今回のG20では成果文書が出されなかった。金融不安の鎮静化に向けてメッセージを出すことが必要だったのではないかとの質問に対し、植田総裁は「(欧米の金融不安で)いったん荒れた市場が沈静化している状況というのは(出席者は)みな(認識を)持っていたと思う」と答えた。その上で、SNSなどによる情報拡散の問題やバーゼル3の適用状況は「少し時間を掛けて検証し、次の動きを考えていこうという段階にある」と述べた。

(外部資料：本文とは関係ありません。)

// Copyright 2025 Lablup Inc. and Jeongkyu Shin
//
// Licensed under the Apache License, Version 2.0 (the "License");
// you may not use this file except in compliance with the License.
// You may obtain a copy of the License at
//
//     http://www.apache.org/licenses/LICENSE-2.0
//
// Unless required by applicable law or agreed to in writing, software
// distributed under the License is distributed on an "AS IS" BASIS,
// WITHOUT WARRANTIES OR CONDITIONS OF ANY KIND, either express or implied.
// See the License for the specific language governing permissions and
// limitations under the License.

//! In-memory remote shell used by the integration tests.

#![allow(dead_code)]

use async_trait::async_trait;
use mmh::host::Host;
use mmh::inventory::Inventory;
use mmh::ssh::{
    session_signals, BoxedReader, Connection, Connector, Session, SessionSignals, ShellError,
    SignalEmitter,
};
use std::collections::HashMap;
use std::sync::atomic::{AtomicBool, AtomicUsize, Ordering};
use std::io;
use std::pin::Pin;
use std::sync::{Arc, Mutex};
use std::task::{Context, Poll};
use std::time::Duration;
use tokio::io::{AsyncRead, AsyncWriteExt, DuplexStream, ReadBuf};

/// What a fake host does when asked to run a command.
#[derive(Debug, Clone)]
pub enum Behavior {
    /// Write the chunks, then finish with `exit_code`.
    Output {
        stdout: Vec<Vec<u8>>,
        stderr: Vec<Vec<u8>>,
        exit_code: u32,
    },
    FailConnect,
    /// Never finish connecting.
    HangConnect,
    FailSession,
    FailExec,
    /// Start streaming, then never finish.
    Hang,
    /// Remote stdout yields `before`, then fails with a read error.
    BrokenStream { before: Vec<u8> },
    /// Write `stdout`, fire done, and only then publish the exit status.
    ErrorAfterDone { stdout: Vec<u8>, exit_code: u32 },
}

impl Behavior {
    pub fn stdout(text: &str) -> Self {
        Behavior::Output {
            stdout: vec![text.as_bytes().to_vec()],
            stderr: Vec::new(),
            exit_code: 0,
        }
    }

    pub fn chunks(chunks: &[&[u8]]) -> Self {
        Behavior::Output {
            stdout: chunks.iter().map(|c| c.to_vec()).collect(),
            stderr: Vec::new(),
            exit_code: 0,
        }
    }
}

#[derive(Debug, Default)]
pub struct Counters {
    pub connects: AtomicUsize,
    pub closes: AtomicUsize,
}

#[derive(Clone, Default)]
pub struct FakeConnector {
    behaviors: HashMap<String, Behavior>,
    pub counters: Arc<Counters>,
}

impl FakeConnector {
    pub fn new() -> Self {
        Self::default()
    }

    pub fn host(mut self, name: &str, behavior: Behavior) -> Self {
        self.behaviors.insert(name.to_string(), behavior);
        self
    }

    pub fn connects(&self) -> usize {
        self.counters.connects.load(Ordering::SeqCst)
    }

    pub fn closes(&self) -> usize {
        self.counters.closes.load(Ordering::SeqCst)
    }
}

#[async_trait]
impl Connector for FakeConnector {
    async fn connect(&self, host: &Host) -> Result<Box<dyn Connection>, ShellError> {
        self.counters.connects.fetch_add(1, Ordering::SeqCst);
        let behavior = self
            .behaviors
            .get(&host.name)
            .cloned()
            .unwrap_or_else(|| Behavior::stdout(""));

        // Let sibling tasks interleave.
        tokio::time::sleep(Duration::from_millis(5)).await;

        match behavior {
            Behavior::FailConnect => Err(ShellError::other("connection refused")),
            Behavior::HangConnect => {
                std::future::pending::<()>().await;
                unreachable!()
            }
            behavior => Ok(Box::new(FakeConnection {
                behavior,
                counters: Arc::clone(&self.counters),
                closed: AtomicBool::new(false),
            })),
        }
    }
}

struct FakeConnection {
    behavior: Behavior,
    counters: Arc<Counters>,
    closed: AtomicBool,
}

#[async_trait]
impl Connection for FakeConnection {
    async fn new_session(&self) -> Result<Box<dyn Session>, ShellError> {
        if let Behavior::FailSession = self.behavior {
            return Err(ShellError::other("channel open refused"));
        }
        Ok(Box::new(FakeSession::new(self.behavior.clone())))
    }

    async fn close(&self) {
        if !self.closed.swap(true, Ordering::SeqCst) {
            self.counters.closes.fetch_add(1, Ordering::SeqCst);
        }
    }
}

struct FakeSession {
    behavior: Behavior,
    writers: Mutex<Option<(DuplexStream, DuplexStream)>>,
    stdout: Mutex<Option<BoxedReader>>,
    stderr: Mutex<Option<BoxedReader>>,
    emitter: SignalEmitter,
    signals: SessionSignals,
}

impl FakeSession {
    fn new(behavior: Behavior) -> Self {
        let (out_writer, out_reader) = tokio::io::duplex(64);
        let (err_writer, err_reader) = tokio::io::duplex(64);
        let (emitter, signals) = session_signals();
        let stdout: BoxedReader = match &behavior {
            Behavior::BrokenStream { before } => Box::new(BrokenReader {
                data: before.clone(),
                pos: 0,
            }),
            _ => Box::new(out_reader),
        };
        Self {
            behavior,
            writers: Mutex::new(Some((out_writer, err_writer))),
            stdout: Mutex::new(Some(stdout)),
            stderr: Mutex::new(Some(Box::new(err_reader))),
            emitter,
            signals,
        }
    }
}

#[async_trait]
impl Session for FakeSession {
    async fn pipe_exec(&self, _command: &str) -> Result<(), ShellError> {
        let writers = self.writers.lock().unwrap().take();
        let (mut out, mut err) = writers.ok_or(ShellError::SessionConsumed)?;

        match &self.behavior {
            Behavior::FailExec => Err(ShellError::other("exec request refused")),
            Behavior::Hang => {
                self.emitter.ready();
                let _ = out.write_all(b"started\n").await;
                std::future::pending::<()>().await;
                Ok(())
            }
            Behavior::Output {
                stdout,
                stderr,
                exit_code,
            } => {
                self.emitter.ready();
                for chunk in stdout {
                    out.write_all(chunk).await?;
                    tokio::task::yield_now().await;
                }
                for chunk in stderr {
                    err.write_all(chunk).await?;
                }
                drop(out);
                drop(err);
                if *exit_code != 0 {
                    self.emitter.error(ShellError::ExitStatus(*exit_code));
                }
                self.emitter.done();
                Ok(())
            }
            Behavior::BrokenStream { .. } => {
                self.emitter.ready();
                drop(out);
                drop(err);
                self.emitter.done();
                Ok(())
            }
            Behavior::ErrorAfterDone { stdout, exit_code } => {
                self.emitter.ready();
                out.write_all(stdout).await?;
                drop(out);
                drop(err);
                self.emitter.done();
                // Give the task time to stop watching for errors.
                tokio::time::sleep(Duration::from_millis(20)).await;
                self.emitter.error(ShellError::ExitStatus(*exit_code));
                Ok(())
            }
            _ => unreachable!("connect and session failures never reach exec"),
        }
    }

    fn take_stdout(&self) -> Option<BoxedReader> {
        self.stdout.lock().unwrap().take()
    }

    fn take_stderr(&self) -> Option<BoxedReader> {
        self.stderr.lock().unwrap().take()
    }

    fn signals(&self) -> &SessionSignals {
        &self.signals
    }

    async fn close(&self) {}
}

/// Yields `data`, then fails every later read.
struct BrokenReader {
    data: Vec<u8>,
    pos: usize,
}

impl AsyncRead for BrokenReader {
    fn poll_read(
        mut self: Pin<&mut Self>,
        _cx: &mut Context<'_>,
        buf: &mut ReadBuf<'_>,
    ) -> Poll<io::Result<()>> {
        if self.pos < self.data.len() {
            let n = buf.remaining().min(self.data.len() - self.pos);
            let start = self.pos;
            buf.put_slice(&self.data[start..start + n]);
            self.pos += n;
            return Poll::Ready(Ok(()));
        }
        Poll::Ready(Err(io::Error::new(
            io::ErrorKind::ConnectionReset,
            "reset",
        )))
    }
}

/// Hosts `name` tagged with `tag`, in order.
pub fn tagged_inventory(tag: &str, names: &[&str]) -> Inventory {
    names
        .iter()
        .enumerate()
        .map(|(i, name)| {
            Host::new(*name, format!("10.0.0.{}", i + 1), 22, "root").with_tags([tag])
        })
        .collect()
}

9日に就任したばかりの植田総裁は今回の米国出張が初の国際舞台となった。海外当局者との関係構築は「ある程度の成果を得られた」と述べた。4月の金融政策決定会合については「日本に帰国してからゆっくり考えて臨みたい」と話した。

<ロシアを非難>

鈴木俊一財務相は共同会見で、G20における世界経済の議論で「ロシアの侵略戦争によって世界経済が引き続き困難に直面していることを指摘し、ロシアをもっとも強い言葉で非難するとともに、一刻も早い侵略停止を求めた」ことを明らかにした。

また、金融システムの安定について「ノンバンクセクターや国境を越えた波及効果も含め、一層警戒感をもって注視することや、SNSによる情報の急速な拡散など、金融市場を取り巻く環境変化も踏まえ、金融システムのさらなる強化に向けた議論が必要であることを指摘した」とも語った。

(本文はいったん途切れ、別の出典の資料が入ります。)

// Copyright 2025 Lablup Inc. and Jeongkyu Shin
//
// Licensed under the Apache License, Version 2.0 (the "License");
// you may not use this file except in compliance with the License.
// You may obtain a copy of the License at
//
//     http://www.apache.org/licenses/LICENSE-2.0
//
// Unless required by applicable law or agreed to in writing, software
// distributed under the License is distributed on an "AS IS" BASIS,
// WITHOUT WARRANTIES OR CONDITIONS OF ANY KIND, either express or implied.
// See the License for the specific language governing permissions and
// limitations under the License.

//! Remote shell layer: the traits the executor drives and their SSH backend.

pub mod auth;
pub mod connector;
pub mod error;
pub mod session;

pub use auth::AuthMethod;
pub use connector::{ConnectSettings, HostKeyCheck, SshConnector};
pub use error::ShellError;
pub use session::{
    session_signals, BoxedReader, Connection, Connector, Latch, Session, SessionSignals,
    SignalEmitter,
};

G20で共同声明が発出されなかったことについては、議長国インドの判断と断ったうえで「2月のG20で合意した取り組みの進捗状況を確認することが主な目的で、議長国インドも、もともと共同声明の発出を予定していなかったと聞いている」とした。

そのうえで「成果文書を出すことが目的ではなく、重要なのは関係者が一堂に会して十分な、有意義な議論をするということが求められている」とし、「3月に起こった一連の金融危機などについても十分な議論が行われて、今回の会合の意義というものは、そうした問題のアップデートも含めて有意義に行われた」と強調した。

鈴木財務相は「G20が機能不全に陥っているとは考えていない」との考えも述べた。

会見では、スリランカ債権国会合に関し「中国も大きな債権国。参加いただいて同等性の立場で、債権・債務データを透明化して、協議をして決めていくことがあるべき姿」との認識も語った。